Mientras pronunciaba la frase sacó de debajo de su cinturón un disco liso de oro, provisto de un negro cordón. Sonriendo se lo ofreció a Ahram que, con un rugido de júbilo, lo cogió, se incorporó de entre sus almohadones, y se inclinó hacia Krito.
—¡Mi amuleto!
Miraba atónito, sin poder hablar. Luego abrazó a Krito y volvió a sentarse, sereno:
—Eres un demonio amigo, un djinn, decimos en mi tierra. Con esto me has salvado otra vez la vida, te lo juro… ¿Cómo has hecho? Me lo quitaron al apresarme…
—Dediqué un poco de tiempo al asunto durante la mañana… Tenías derecho legal a recuperarlo.
Ahram sonrió sarcástico.
—Habrás necesitado algo más que la ley para sacar este oro de sus uñas.

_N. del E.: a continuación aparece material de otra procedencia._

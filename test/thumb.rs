use armdis::{ConditionCode, DecodeError, Flags, Session};

fn test_display(session: &mut Session, hw: u16, hw2: u16, length: usize, expected: &'static str) {
    session.decode_thumb(hw, hw2);
    assert!(
        session.len() == length && session.text() == expected,
        "display error for {:04x} {:04x}:\n displayed: {:?} (length {})\n expected: {:?} (length {})\n",
        hw,
        hw2,
        session.text(),
        session.len(),
        expected,
        length
    );
}

#[test]
fn test_decode_thumb() {
    let mut s = Session::new(Flags::empty());
    test_display(&mut s, 0xe001, 0, 2, "b       0000006");
    s.set_address(0x0002);
    test_display(&mut s, 0xd33a, 0, 2, "bcc     000007a");
    s.set_address(0x0004);
    test_display(&mut s, 0xd048, 0, 2, "beq     0000098");
    s.set_address(0x0800049c);
    test_display(&mut s, 0xe7ea, 0, 2, "b       8000474");
    s.set_address(0x0800052e);
    test_display(&mut s, 0xf7ff, 0xfed1, 4, "bl      80002d4");
    s.set_address(0x08000424);
    test_display(&mut s, 0xdbfa, 0, 2, "blt     800041c");
    test_display(&mut s, 0x4770, 0, 2, "bx      lr");
    test_display(&mut s, 0xaf00, 0, 2, "add     r7, sp, #0");
    test_display(&mut s, 0x3304, 0, 2, "adds    r3, #4");
    test_display(&mut s, 0xf107, 0x0308, 4, "add     r3, r7, #8");
    test_display(&mut s, 0x4013, 0, 2, "ands    r3, r2");
    s.set_address(0x0800158a);
    test_display(&mut s, 0xb12c, 0, 2, "cbz     r4, 8001598");
    test_display(&mut s, 0xb92c, 0, 2, "cbnz    r4, 8001598");
    test_display(&mut s, 0xfab2, 0xf282, 4, "clz     r2, r2");
    test_display(&mut s, 0x2a00, 0, 2, "cmp     r2, #0");
    test_display(&mut s, 0xf5b4, 0x6faf, 4, "cmp     r4, #1400");
    test_display(&mut s, 0x407c, 0, 2, "eors    r4, r7");
    test_display(&mut s, 0x4b09, 0, 2, "ldr     r3, [pc, #36]");
    test_display(&mut s, 0x687a, 0, 2, "ldr     r2, [r7, #4]");
    test_display(&mut s, 0xf852, 0x3023, 4, "ldr     r3, [r2, r3, lsl #2]");
    test_display(&mut s, 0xf85f, 0x1ef0, 4, "ldr     r1, [pc, #-3824]");
    test_display(&mut s, 0x5cd1, 0, 2, "ldrb    r1, [r2, r3]");
    test_display(&mut s, 0x880b, 0, 2, "ldrh    r3, [r1, #0]");
    test_display(&mut s, 0xf852, 0x1eff, 4, "ldrt    r1, [r2, #255]");
    test_display(&mut s, 0x0783, 0, 2, "lsls    r3, r0, #30");
    test_display(&mut s, 0x079d, 0, 2, "lsls    r5, r3, #30");
    test_display(&mut s, 0xfa01, 0xf202, 4, "lsl     r2, r1, r2");
    test_display(&mut s, 0x2208, 0, 2, "movs    r2, #8");
    test_display(&mut s, 0x46bd, 0, 2, "mov     sp, r7");
    test_display(&mut s, 0xf44f, 0x5200, 4, "mov     r2, #8192");
    test_display(&mut s, 0xf644, 0x631f, 4, "movw    r3, #19999");
    test_display(&mut s, 0xf3ef, 0x8311, 4, "mrs     r3, BASEPRI");
    test_display(&mut s, 0xf381, 0x8811, 4, "msr     BASEPRI, r1");
    test_display(&mut s, 0x4353, 0, 2, "muls    r3, r2");
    test_display(&mut s, 0xbf00, 0, 2, "nop");
    test_display(&mut s, 0xea41, 0x0300, 4, "orr     r3, r1, r0");
    test_display(&mut s, 0xf892, 0x1fab, 4, "ldrb    r1, [r2, #4011]");
    test_display(&mut s, 0xf892, 0xffab, 4, "pld     [r2, #4011]");
    test_display(&mut s, 0xbd30, 0, 2, "pop     {r4, r5, pc}");
    test_display(&mut s, 0xbd80, 0, 2, "pop     {r7, pc}");
    test_display(&mut s, 0xb530, 0, 2, "push    {r4, r5, lr}");
    test_display(&mut s, 0xb580, 0, 2, "push    {r7, lr}");
    test_display(&mut s, 0xb4ff, 0, 2, "push    {r0-r7}");
    test_display(&mut s, 0xb5ff, 0, 2, "push    {r0-r7, lr}");
    test_display(&mut s, 0x6078, 0, 2, "str     r0, [r7, #4]");
    test_display(&mut s, 0x60bb, 0, 2, "str     r3, [r7, #8]");
    test_display(&mut s, 0xf8c3, 0x20f0, 4, "str     r2, [r3, #240]");
    test_display(&mut s, 0x9300, 0, 2, "str     r3, [sp, #0]");
    test_display(&mut s, 0x70fb, 0, 2, "strb    r3, [r7, #3]");
    test_display(&mut s, 0x8003, 0, 2, "strh    r3, [r0, #0]");
    test_display(&mut s, 0xe942, 0x5504, 4, "strd    r5, r5, [r2, #-16]");
    test_display(&mut s, 0xe942, 0x5502, 4, "strd    r5, r5, [r2, #-8]");
    test_display(&mut s, 0xb084, 0, 2, "sub     sp, #16");
    test_display(&mut s, 0x1e54, 0, 2, "subs    r4, r2, #1");
    test_display(&mut s, 0x3c01, 0, 2, "subs    r4, #1");
    test_display(&mut s, 0x1ad3, 0, 2, "subs    r3, r2, r3");
    test_display(&mut s, 0xdf01, 0, 2, "svc     #1");
    test_display(&mut s, 0xb2ca, 0, 2, "uxtb    r2, r1");
    test_display(&mut s, 0xb299, 0, 2, "uxth    r1, r3");
}

#[test]
fn test_it_blocks() {
    let mut s = Session::new(Flags::empty());
    test_display(&mut s, 0xbf1c, 0, 2, "itt     ne");
    test_display(&mut s, 0xfa22, 0xf20c, 4, "lsrne   r2, r2, ip");
    test_display(&mut s, 0x4313, 0, 2, "orrne   r3, r2");
    test_display(&mut s, 0xbf04, 0, 2, "itt     eq");
    test_display(&mut s, 0xf851, 0x3b04, 4, "ldreq   r3, [r1], #4");
    test_display(&mut s, 0x3004, 0, 2, "addeq   r0, #4");
    // the block is spent; the flag-setting form is back
    test_display(&mut s, 0x4313, 0, 2, "orrs    r3, r2");
}

#[test]
fn test_it_queue_contents() {
    let mut s = Session::new(Flags::empty());
    s.decode_thumb(0xbf1c, 0);
    {
        let block = s.it_block().expect("itt installs a block");
        assert_eq!(block.remaining(), 2);
        assert_eq!(
            block.conditions(),
            &[ConditionCode::NE, ConditionCode::NE][..]
        );
    }
    s.decode_thumb(0x4313, 0);
    assert_eq!(s.it_block().map(|block| block.remaining()), Some(1));
    s.decode_thumb(0x4313, 0);
    assert!(s.it_block().is_none());
}

#[test]
fn test_it_then_else() {
    let mut s = Session::new(Flags::empty());
    test_display(&mut s, 0xbf0c, 0, 2, "ite     eq");
    test_display(&mut s, 0x3001, 0, 2, "addeq   r0, #1");
    test_display(&mut s, 0x3001, 0, 2, "addne   r0, #1");
    test_display(&mut s, 0xbfe8, 0, 2, "it      al");
    test_display(&mut s, 0x3001, 0, 2, "add     r0, #1");
}

#[test]
fn test_it_overwrite() {
    // a fresh it while a block is active replaces the queue
    let mut s = Session::new(Flags::empty());
    s.decode_thumb(0xbf1c, 0);
    s.decode_thumb(0xbf04, 0);
    let block = s.it_block().expect("the replacement block is active");
    assert_eq!(block.remaining(), 2);
    assert_eq!(
        block.conditions(),
        &[ConditionCode::EQ, ConditionCode::EQ][..]
    );
}

#[test]
fn test_idempotent_redecode() {
    // the session address is only changed by set_address, so replaying the
    // same word gives the same text
    let mut s = Session::new(Flags::empty());
    s.decode_thumb(0xe001, 0);
    let first = s.text().to_string();
    s.decode_thumb(0xe001, 0);
    assert_eq!(s.text(), first);
    assert_eq!(s.text(), "b       0000006");
}

#[test]
fn test_address_changes_target_only() {
    let mut s = Session::new(Flags::empty());
    s.decode_thumb(0xe7ea, 0);
    assert_eq!(s.text(), "b       ffffffd8");
    s.set_address(0x0800049c);
    s.decode_thumb(0xe7ea, 0);
    assert_eq!(s.text(), "b       8000474");
}

#[test]
fn test_length_from_first_halfword() {
    let mut s = Session::new(Flags::empty());
    s.decode_thumb(0xf7ff, 0x0000);
    assert_eq!(s.len(), 4);
    s.decode_thumb(0xe001, 0xffff);
    assert_eq!(s.len(), 2);
}

#[test]
fn test_undefined_patterns() {
    let mut s = Session::new(Flags::empty());
    // permanently undefined 16-bit encoding
    test_display(&mut s, 0xde00, 0, 2, "undefined 0xde00");
    // unallocated 32-bit pattern
    test_display(&mut s, 0xf3e1, 0x0000, 4, "undefined 0xf3e10000");
}

#[test]
fn test_thumb_only_flag() {
    let mut s = Session::new(Flags::THUMB_ONLY);
    test_display(&mut s, 0xf7ff, 0xfed1, 2, "undefined 0xf7ff");
}

#[test]
fn test_byte_stream() {
    let mut s = Session::new(Flags::empty());
    assert_eq!(s.decode_thumb_bytes(&[0x01, 0xe0]), Ok(2));
    assert_eq!(s.text(), "b       0000006");
    assert_eq!(
        s.decode_thumb_bytes(&[0xff, 0xf7]),
        Err(DecodeError::ExhaustedInput)
    );
    assert_eq!(s.decode_thumb_bytes(&[]), Err(DecodeError::ExhaustedInput));
    s.set_address(0x0800052e);
    assert_eq!(s.decode_thumb_bytes(&[0xff, 0xf7, 0xd1, 0xfe]), Ok(4));
    assert_eq!(s.text(), "bl      80002d4");
}

#[test]
fn test_clear_scratch_mid_stream() {
    let mut s = Session::new(Flags::empty());
    s.decode_thumb(0xbf1c, 0);
    s.clear_scratch();
    test_display(&mut s, 0xfa22, 0xf20c, 4, "lsrne   r2, r2, ip");
}

#[test]
fn test_literal_pool_sink() {
    use std::cell::RefCell;

    let lines: RefCell<Vec<String>> = RefCell::new(Vec::new());
    let sink = |line: &str| lines.borrow_mut().push(line.to_string());
    let mut s = Session::new(Flags::empty());
    s.set_sink(&sink);
    s.decode_thumb(0x4b09, 0);
    assert_eq!(s.text(), "ldr     r3, [pc, #36]");
    assert_eq!(lines.borrow().as_slice(), &["literal address 0000028"]);
}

—No ha sido mucho —sonrió también Krito, atajando la mano de Ahram hacia su bolsa—. No, no me debes nada. Si te empeñas, abónalo en mi cuenta.

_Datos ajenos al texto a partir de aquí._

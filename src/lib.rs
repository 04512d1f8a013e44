//! Decoders for the ARM and Thumb/Thumb-2 instruction sets, rendering one
//! instruction at a time into canonical mnemonic/operand text.
//!
//! Decoding happens through a [`Session`], which owns the cross-instruction
//! state a disassembly stream needs: the current instruction address (the PC
//! basis for branch and literal targets) and the active `IT` block, if any.
//! The host drives the session one instruction word at a time and reads the
//! rendered text and consumed length back out of it.

#![no_std]

extern crate alloc;
#[cfg(feature = "std")]
extern crate std;

#[cfg(feature = "use-serde")]
#[macro_use]
extern crate serde_derive;
#[cfg(feature = "use-serde")]
extern crate serde;
extern crate bitvec;
#[macro_use]
extern crate bitflags;

pub mod inst;
pub mod session;

mod arm;
mod thumb;

pub use inst::{
    AddrMode, CReg, ConditionCode, Instruction, Opcode, Operand, Reg, ShiftAmount, ShiftStyle,
};
pub use session::{DecodeError, Flags, ItBlock, Session};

Así iniciaron una travesía en la que el Navegante fue sabiendo más y más cosas de su amigo y apreciando cada vez más su talento y sus cualidades. Precisamente necesitaba a alguien dominando el arma de la Palabra, tan eficaz en negociaciones y en trances como el vivido por el Navegante, aunque éste por temperamento sintiera más inclinación hacia los métodos enérgicos y la fuerza. Además Krito se mostró sagaz consejero incluso hablando de posibles negocios en Samos y por eso Ahram aprovechaba la travesía para conocer mejor la vida de su salvador. Krito no fue reticente y habló a Ahram de su padre, un jonio de la escondida Erythrae, comerciante que se suicidó, por no poder soportar la ruina, cuando el niño tenía tres años; y de su madre, una lidia de Sardis que concentró todo su amor en Krito por habérsele muerto antes una hijita, a los pocos meses de nacida.